I used several methods to fix it but when I use more than one thread to crawl websites I always get this kind of problem. the Driver opens itself, goes through the URL, doesn't wait and goes through the next URL.

My tries are:

JavascriptExecutor js = (JavascriptExecutor) driver.getWebDriver();
String result = js.executeScript("return document.readyState").toString();
    if (!result.equals("complete")) {
         Thread.sleep(1000)
    } 
}

wait.until(ExpectedConditions.visibilityOfElementLocated(By.xpath));

When I run a single-threaded code, I had no problem with pages but, When I use multi-threaded, It becomes a nightmare. Network cannot handle web pages like the single-threaded that is why I need waits in that while. I am looking for an exact solution. Is there any progress listener or something like that?

I am waiting for your advice.

Similar question:

Selenium -- How to wait until page is completely loaded


Solution 1:

To wait for document.readyState to be complete isn't a full proof approach to ensure presence, visibility or interactibility of an element.

Hence, the function:

JavascriptExecutor js = (JavascriptExecutor) driver.getWebDriver();
String result = js.executeScript("return document.readyState").toString();
    if (!result.equals("complete")) {
     Thread.sleep(1000)
    } 
}

And even waiting for jQuery.active == 0:

public void WaitForAjax2Complete() throws InterruptedException
{
    while (true)
    {
        if ((Boolean) ((JavascriptExecutor)driver).executeScript("return jQuery.active == 0")){
            break;
    }
    Thread.sleep(100);
    }
}

Will be a pure overhead.

You can find a couple of relevant discussions in:

  • Selenium IE WebDriver only works while debugging
  • Do we have any generic function to check if page has completely loaded in Selenium

Solution

The effective approach will be to induce WebDriverWait inconjunction with the ExpectedConditions either for:

  • presence of element
  • visibility of element
  • interactibility of element

You can find a couple of relevant discussions in:

  • Selenium: How selenium identifies elements visible or not? Is is possible that it is loaded in DOM but not rendered on UI?
  • WebDriverWait not working as expected

More than one thread to crawl

WebDriver is not thread-safe. Having said that, if you can serialise access to the underlying driver instance, you can share a reference in more than one thread. This is not advisable. But you can always instantiate one WebDriver instance for each thread.

Ideally the issue of thread-safety isn't in your code but in the actual browser bindings. They all assume there will only be one command at a time (e.g. like a real user).
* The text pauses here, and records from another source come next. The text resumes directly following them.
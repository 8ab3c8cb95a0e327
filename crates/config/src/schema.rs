//! Config schema types for the media host client and placeholder rendering.

use std::time::Duration;

use {
    secrecy::{ExposeSecret, Secret},
    serde::{Deserialize, Serialize},
};

/// Default Cloudinary API base (cloud name is appended per request).
pub const DEFAULT_API_BASE: &str = "https://api.cloudinary.com/v1_1";

/// Folder used by plain uploads when the caller does not pick one.
pub const DEFAULT_UPLOAD_FOLDER: &str = "blog-images";

/// Folder used for generated campaign placeholders.
pub const DEFAULT_PLACEHOLDER_FOLDER: &str = "ad-defaults";

/// Top-level configuration.
///
/// Credentials are optional on purpose: a missing key or secret is not a
/// local error. Requests are still sent and the host rejects them.
#[derive(Debug, Clone, Serialize, Deserialize)]
#[serde(default)]
pub struct MediaHostConfig {
    /// Cloud (account) name, from `CLOUDINARY_CLOUD_NAME` or config.
    pub cloud_name: Option<String>,

    /// API key, from `CLOUDINARY_API_KEY` or config.
    #[serde(
        default,
        skip_serializing_if = "Option::is_none",
        serialize_with = "serialize_option_secret",
        deserialize_with = "deserialize_option_secret"
    )]
    pub api_key: Option<Secret<String>>,

    /// API secret used to sign requests, from `CLOUDINARY_API_SECRET` or config.
    #[serde(
        default,
        skip_serializing_if = "Option::is_none",
        serialize_with = "serialize_option_secret",
        deserialize_with = "deserialize_option_secret"
    )]
    pub api_secret: Option<Secret<String>>,

    /// Upload API base URL without the cloud name segment.
    pub api_base: String,

    /// Default folder for `upload`.
    pub upload_folder: String,

    /// Default folder for `generate_placeholder`.
    pub placeholder_folder: String,

    /// Per-request HTTP timeout in seconds.
    pub timeout_secs: u64,

    /// Digest used to sign requests. Must match the account's setting.
    pub signature_algorithm: SignatureAlgorithm,

    /// Look of generated placeholders.
    pub placeholder: PlaceholderStyle,
}

impl Default for MediaHostConfig {
    fn default() -> Self {
        Self {
            cloud_name: None,
            api_key: None,
            api_secret: None,
            api_base: DEFAULT_API_BASE.into(),
            upload_folder: DEFAULT_UPLOAD_FOLDER.into(),
            placeholder_folder: DEFAULT_PLACEHOLDER_FOLDER.into(),
            timeout_secs: 30,
            signature_algorithm: SignatureAlgorithm::default(),
            placeholder: PlaceholderStyle::default(),
        }
    }
}

impl MediaHostConfig {
    /// All three credentials are present and non-empty.
    #[must_use]
    pub fn has_credentials(&self) -> bool {
        let non_empty = |s: &Option<Secret<String>>| {
            s.as_ref()
                .is_some_and(|s| !s.expose_secret().trim().is_empty())
        };
        self.cloud_name
            .as_deref()
            .is_some_and(|c| !c.trim().is_empty())
            && non_empty(&self.api_key)
            && non_empty(&self.api_secret)
    }

    #[must_use]
    pub fn timeout(&self) -> Duration {
        Duration::from_secs(self.timeout_secs)
    }
}

/// Request signing digest.
///
/// Accounts verify SHA-1 signatures unless switched to SHA-256.
#[derive(Debug, Clone, Copy, Default, PartialEq, Eq, Serialize, Deserialize)]
#[serde(rename_all = "lowercase")]
pub enum SignatureAlgorithm {
    #[default]
    Sha1,
    Sha256,
}

/// Placeholder rendering options.
#[derive(Debug, Clone, PartialEq, Eq, Serialize, Deserialize)]
#[serde(default)]
pub struct PlaceholderStyle {
    /// Fill colour as `#RRGGBB`.
    pub background: String,
    /// Overlay text colour as `#RRGGBB`.
    pub text_color: String,
    pub font_family: String,
    pub font_size: u32,
    pub width: u32,
    pub height: u32,
}

impl Default for PlaceholderStyle {
    fn default() -> Self {
        Self {
            background: "#4F46E5".into(),
            text_color: "#FFFFFF".into(),
            font_family: "Arial".into(),
            font_size: 60,
            width: 1200,
            height: 630,
        }
    }
}

/// Parse `#RRGGBB` into an RGB triple. Anything else is `None`.
#[must_use]
pub fn parse_hex_color(value: &str) -> Option<[u8; 3]> {
    let hex = value.strip_prefix('#')?;
    if hex.len() != 6 || !hex.bytes().all(|b| b.is_ascii_hexdigit()) {
        return None;
    }
    let channel = |i: usize| u8::from_str_radix(&hex[i..i + 2], 16).ok();
    Some([channel(0)?, channel(2)?, channel(4)?])
}

// ── Serde helpers for Secret<String> ────────────────────────────────────────

fn serialize_option_secret<S: serde::Serializer>(
    secret: &Option<Secret<String>>,
    serializer: S,
) -> Result<S::Ok, S::Error> {
    match secret {
        Some(s) => serializer.serialize_some(s.expose_secret()),
        None => serializer.serialize_none(),
    }
}

fn deserialize_option_secret<'de, D: serde::Deserializer<'de>>(
    deserializer: D,
) -> Result<Option<Secret<String>>, D::Error> {
    let value: Option<String> = Option::deserialize(deserializer)?;
    Ok(value.map(Secret::new))
}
But on the other hand you can always instantiate one WebDriver instance for each thread which will launch multiple browsing tabs/windows. Till this point it seems your program is perfect.

Now, different threads can be run on same Webdriver, but then the results of the tests would not be what you expect. The reason behind is, when you use multi-threading to run different tests on different tabs/windows a little bit of thread safety coding is required or else the actions you will perform like click() or send_keys() will go to the opened tab/window that is currently having the focus regardless of the thread you expect to be running. Which essentially means all the test will run simultaneously on the same tab/window that has focus but not on the intended tab/window.

Solution 2:

In you code you check the readyState and if value is not complete, you just sleep for one second and proceed for the next steps. Here's code, that waiting for 10 seconds using WebDriverWait. Or you can use simple for loop:

WebDriverWait wait = new WebDriverWait(driver, 10);
        wait.until(d -> ((JavascriptExecutor) d).executeScript("return document.readyState !== 'loading'"));

or with interactive

wait.until(d -> ((JavascriptExecutor) d).executeScript("return (document.readyState === 'complete' || document.readyState === 'interactive')"));